- Born: 17 February 1994 (age 31) Mariestad, Sweden
- Height: 6 ft 0 in (183 cm)
- Weight: 190 lb (86 kg; 13 st 8 lb)
- Position: Goaltender
- Catches: Right
- Allsv team Former teams: Almtuna IS Växjö Lakers Brynäs IF
- Playing career: 2011–present

= Viktor Andrén =

Swedish ice hockey goaltender

Viktor Andrén (born 17 February 1994) is a Swedish professional ice hockey goaltender. He is currently playing with Almtuna IS of the HockeyAllsvenskan (Allsv).

==Playing career==
Born in Mariestad, Sweden, Andrén played junior hockey, with local team Mariestad BoIS. In 2009–10, he debuted at the under-16 level, playing eight games in the J16 SM. He also competed with a regional all-star team from Västergötland in the annual TV-pucken, an under-15 national tournament. The following season he dressed for 27 U-18 games and moved on to Mariestad BoIS's U20 team. In 2011–12, after impressive performance in the youth ranks, Andrén was promoted to Mariestad BoIS's senior squad where he made his debut in the Swedish Hockeyettan. After a three-year stint at Mariestad BoIS, Andrén signed with Växjö Lakers.
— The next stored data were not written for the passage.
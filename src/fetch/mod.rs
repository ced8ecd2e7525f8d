//! Streaming artifact download.
//!
//! [`ArtifactFetcher`] streams an HTTP(S) response to a destination file,
//! following redirects through an explicit bounded loop and reporting
//! byte-level progress through a [`ProgressSink`].
//!
//! # Certificate handling
//!
//! On a TLS/certificate-class error the fetcher retries the download once
//! with certificate validation disabled, when `allow_insecure_retry` is set.
//! This is a deliberate trust relaxation tolerating expired or misconfigured
//! certificates on the artifact host; the retry is logged as a warning so
//! operators can see it happened. Disable the flag to fail hard instead.

use futures::StreamExt;
use reqwest::StatusCode;
use reqwest::header::LOCATION;
use std::path::Path;
use std::sync::Arc;
use std::time::Duration;
use tokio::fs;
use tokio::io::AsyncWriteExt;
use tracing::{debug, info, warn};

use crate::core::{LaunchError, Result};
use crate::events::{DownloadProgress, ProgressSink};

/// Maximum redirect depth before the download fails.
const REDIRECT_LIMIT: usize = 10;

/// Delay before the progress surface is hidden after a finished transfer.
const PROGRESS_CLEAR_DELAY: Duration = Duration::from_millis(800);

/// Downloads artifact archives with progress reporting.
pub struct ArtifactFetcher {
    allow_insecure_retry: bool,
    progress: Arc<dyn ProgressSink>,
}

impl ArtifactFetcher {
    pub fn new(progress: Arc<dyn ProgressSink>, allow_insecure_retry: bool) -> Self {
        Self {
            allow_insecure_retry,
            progress,
        }
    }

    /// Download `url` to `dest`, creating parent directories as needed.
    ///
    /// On success the destination file is complete. On any error the partial
    /// file is deleted so a later run cannot mistake it for a finished
    /// download, and the progress surface is collapsed immediately.
    pub async fn download(&self, url: &str, dest: &Path) -> Result<()> {
        if let Some(parent) = dest.parent() {
            fs::create_dir_all(parent).await?;
        }

        let result = self.download_inner(url, dest).await;
        if result.is_err() {
            self.progress.progress(DownloadProgress::cleared(0));
            if fs::try_exists(dest).await.unwrap_or(false) {
                let _ = fs::remove_file(dest).await;
            }
        }
        result
    }

    async fn download_inner(&self, url: &str, dest: &Path) -> Result<()> {
        self.progress.progress(DownloadProgress::started());

        let client = build_client(false)?;
        let mut insecure = false;
        let mut current_url = url.to_string();
        let mut redirects = 0usize;

        loop {
            let active_client = if insecure { build_client(true)? } else { client.clone() };
            let response = match active_client.get(&current_url).send().await {
                Ok(response) => response,
                Err(e) if is_certificate_error(&e) && self.allow_insecure_retry && !insecure => {
                    warn!(
                        "certificate error downloading {current_url} ({e}); retrying once \
                         with certificate validation disabled"
                    );
                    insecure = true;
                    continue;
                }
                Err(e) => {
                    return Err(LaunchError::Network {
                        operation: "download".to_string(),
                        reason: e.to_string(),
                    });
                }
            };

            let status = response.status();
            if status == StatusCode::MOVED_PERMANENTLY || status == StatusCode::FOUND {
                redirects += 1;
                if redirects > REDIRECT_LIMIT {
                    return Err(LaunchError::TooManyRedirects {
                        limit: REDIRECT_LIMIT,
                    });
                }
                current_url = response
                    .headers()
                    .get(LOCATION)
                    .and_then(|value| value.to_str().ok())
                    .map(str::to_string)
                    .ok_or_else(|| LaunchError::Network {
                        operation: "download".to_string(),
                        reason: format!("redirect from {current_url} without Location header"),
                    })?;
                debug!("following redirect {redirects} to {current_url}");
                continue;
            }
            if status != StatusCode::OK {
                return Err(LaunchError::BadStatus {
                    status: status.as_u16(),
                });
            }

            return self.stream_to_file(response, dest).await;
        }
    }

    async fn stream_to_file(&self, response: reqwest::Response, dest: &Path) -> Result<()> {
        let total_bytes = response.content_length().unwrap_or(0);
        let mut received: u64 = 0;
        let mut percent: u8 = 0;

        let mut file = fs::File::create(dest).await?;
        let mut stream = response.bytes_stream();
        while let Some(chunk) = stream.next().await {
            let chunk = chunk.map_err(|e| LaunchError::Network {
                operation: "download".to_string(),
                reason: e.to_string(),
            })?;
            file.write_all(&chunk).await?;
            received += chunk.len() as u64;

            if total_bytes > 0 {
                percent = ((received * 100) / total_bytes).min(100) as u8;
            }
            self.progress.progress(DownloadProgress {
                visible: true,
                percent,
                active: true,
            });
        }
        file.flush().await?;
        drop(file);

        info!("download complete: {}", dest.display());
        self.progress.progress(DownloadProgress::finished());

        // Hide the surface shortly after completion without holding up the
        // pipeline.
        let progress = Arc::clone(&self.progress);
        tokio::spawn(async move {
            tokio::time::sleep(PROGRESS_CLEAR_DELAY).await;
            progress.progress(DownloadProgress::cleared(100));
        });

        Ok(())
    }
}

fn build_client(accept_invalid_certs: bool) -> Result<reqwest::Client> {
    reqwest::Client::builder()
        .redirect(reqwest::redirect::Policy::none())
        .connect_timeout(Duration::from_secs(10))
        .danger_accept_invalid_certs(accept_invalid_certs)
        .build()
        .map_err(|e| LaunchError::Network {
            operation: "download".to_string(),
            reason: format!("failed to build HTTP client: {e}"),
        })
}

/// Best-effort detection of certificate-class failures in the reqwest error
/// chain.
fn is_certificate_error(err: &reqwest::Error) -> bool {
    let mut source: Option<&(dyn std::error::Error + 'static)> = Some(err);
    while let Some(current) = source {
        let text = current.to_string();
        if text.contains("certificate") || text.contains("CERT") {
            return true;
        }
        source = current.source();
    }
    false
}
//! Client for the remote upgrade API.
//!
//! The upgrade service answers two endpoints: `POST /v1/file/upgrade` for
//! version metadata and `GET /v1/file/download` for the raw artifact. Every
//! POST is signed; see [`signing`] for the scheme.
//!
//! A failed check is not an error to the caller: any transport or parse
//! failure maps to [`UpgradeCheck::CheckFailed`], which the orchestrator
//! treats as "assume the current version is fine".

pub mod signing;

use serde::{Deserialize, Serialize};
use std::time::Duration;
use tracing::{debug, warn};

use signing::{Md5Signer, Signer, generate_nonce, rfc3339_timestamp};

const UPGRADE_URI: &str = "/v1/file/upgrade";
const DOWNLOAD_URI: &str = "/v1/file/download";

// Platform identifiers the upgrade service expects in every request body.
const DEV_KEY: &str = "13";
const DEV_MODEL_KEY: &str = "24";

/// Outcome of one upgrade check.
#[derive(Debug, Clone, PartialEq, Eq)]
pub enum UpgradeCheck {
    /// The staged version is current.
    NoUpdate,
    /// A newer artifact is available for download.
    UpdateAvailable {
        /// Version code of the newer artifact
        version: u64,
        /// URL the artifact can be fetched from
        download_url: String,
        /// Human-readable changelog supplied by the service
        changelog: String,
    },
    /// The check could not be completed; proceed with the current version.
    CheckFailed,
}

#[derive(Serialize)]
#[serde(rename_all = "camelCase")]
struct UpgradeRequest<'a> {
    file_key: &'a str,
    version_code: u64,
    dev_key: &'a str,
    dev_model_key: &'a str,
}

#[derive(Deserialize)]
struct UpgradeResponse {
    code: i64,
    #[serde(default)]
    #[allow(dead_code)]
    msg: String,
    #[serde(default)]
    data: Option<UpgradeData>,
}

#[derive(Deserialize)]
#[serde(rename_all = "camelCase")]
struct UpgradeData {
    version_code: u64,
    #[serde(default)]
    url_path: String,
    #[serde(default)]
    prompt_upgrade_content: String,
}

/// Signed client for the upgrade API.
pub struct RemoteVersionClient {
    base_url: String,
    access_key: String,
    access_secret: String,
    client: reqwest::Client,
    signer: Box<dyn Signer>,
}

impl RemoteVersionClient {
    /// Create a client against `base_url` with the default MD5 signer.
    pub fn new(
        base_url: impl Into<String>,
        access_key: impl Into<String>,
        access_secret: impl Into<String>,
    ) -> Self {
        let client = reqwest::Client::builder()
            .timeout(Duration::from_secs(15))
            .build()
            .unwrap_or_default();
        Self {
            base_url: base_url.into().trim_end_matches('/').to_string(),
            access_key: access_key.into(),
            access_secret: access_secret.into(),
            client,
            signer: Box::new(Md5Signer),
        }
    }

    /// Replace the signature digest. The digest must match what the remote
    /// service verifies against.
    pub fn with_signer(mut self, signer: Box<dyn Signer>) -> Self {
        self.signer = signer;
        self
    }

    /// Ask the service whether a newer artifact than `current_version` exists.
    ///
    /// Application code 200 with a greater `versionCode` signals an update;
    /// code 0 or an equal/lower version signals none. Anything else
    /// (transport errors, unexpected statuses, malformed bodies) degrades to
    /// [`UpgradeCheck::CheckFailed`].
    pub async fn check(&self, artifact_key: &str, current_version: u64) -> UpgradeCheck {
        let request = UpgradeRequest {
            file_key: artifact_key,
            version_code: current_version,
            dev_key: DEV_KEY,
            dev_model_key: DEV_MODEL_KEY,
        };
        let body = match serde_json::to_string(&request) {
            Ok(body) => body,
            Err(e) => {
                warn!("failed to serialize upgrade request: {e}");
                return UpgradeCheck::CheckFailed;
            }
        };

        let nonce = generate_nonce();
        let timestamp = rfc3339_timestamp();
        let signature = self
            .signer
            .sign(&body, &nonce, &self.access_secret, &timestamp, UPGRADE_URI);

        let response = self
            .client
            .post(format!("{}{UPGRADE_URI}", self.base_url))
            .header("X-Timestamp", &timestamp)
            .header("X-Nonce", &nonce)
            .header("X-Signature", &signature)
            .header("X-AccessKey", &self.access_key)
            .header(reqwest::header::CONTENT_TYPE, "application/json")
            .body(body)
            .send()
            .await;

        let response = match response {
            Ok(response) => response,
            Err(e) => {
                warn!("upgrade check request failed: {e}");
                return UpgradeCheck::CheckFailed;
            }
        };

        if !response.status().is_success() {
            warn!("upgrade check answered HTTP {}", response.status());
            return UpgradeCheck::CheckFailed;
        }

        let parsed: UpgradeResponse = match response.json().await {
            Ok(parsed) => parsed,
            Err(e) => {
                warn!("upgrade check response did not parse: {e}");
                return UpgradeCheck::CheckFailed;
            }
        };

        match (parsed.code, parsed.data) {
            (200, Some(data)) if data.version_code > current_version => {
                debug!(
                    "update available: {current_version} -> {}",
                    data.version_code
                );
                UpgradeCheck::UpdateAvailable {
                    version: data.version_code,
                    download_url: data.url_path,
                    changelog: data.prompt_upgrade_content,
                }
            }
            (200, _) => UpgradeCheck::NoUpdate,
            (0, _) => UpgradeCheck::NoUpdate,
            (code, _) => {
                warn!("upgrade check answered application code {code}");
                UpgradeCheck::CheckFailed
            }
        }
    }

    /// URL for fetching the base artifact directly, used on first run when no
    /// archive exists locally.
    pub fn base_download_url(&self, artifact_key: &str) -> String {
        format!("{}{DOWNLOAD_URI}?fileKey={artifact_key}", self.base_url)
    }
}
After playing for Växjö Lakers's U20 team for two seasons, Andrén signed with IK Pantern. In 2014–15, Andrén played 33 games for IK Pantern, and became a significant contributor to the team's promotion to the HockeyAllsvenskan. Andrén left IK Pantern after the 2015–16 season, playing 34 games and finishing with a 2.17 GAA and .922 save percentage. In 2016–17, Andrén made his Swedish Hockey League debut.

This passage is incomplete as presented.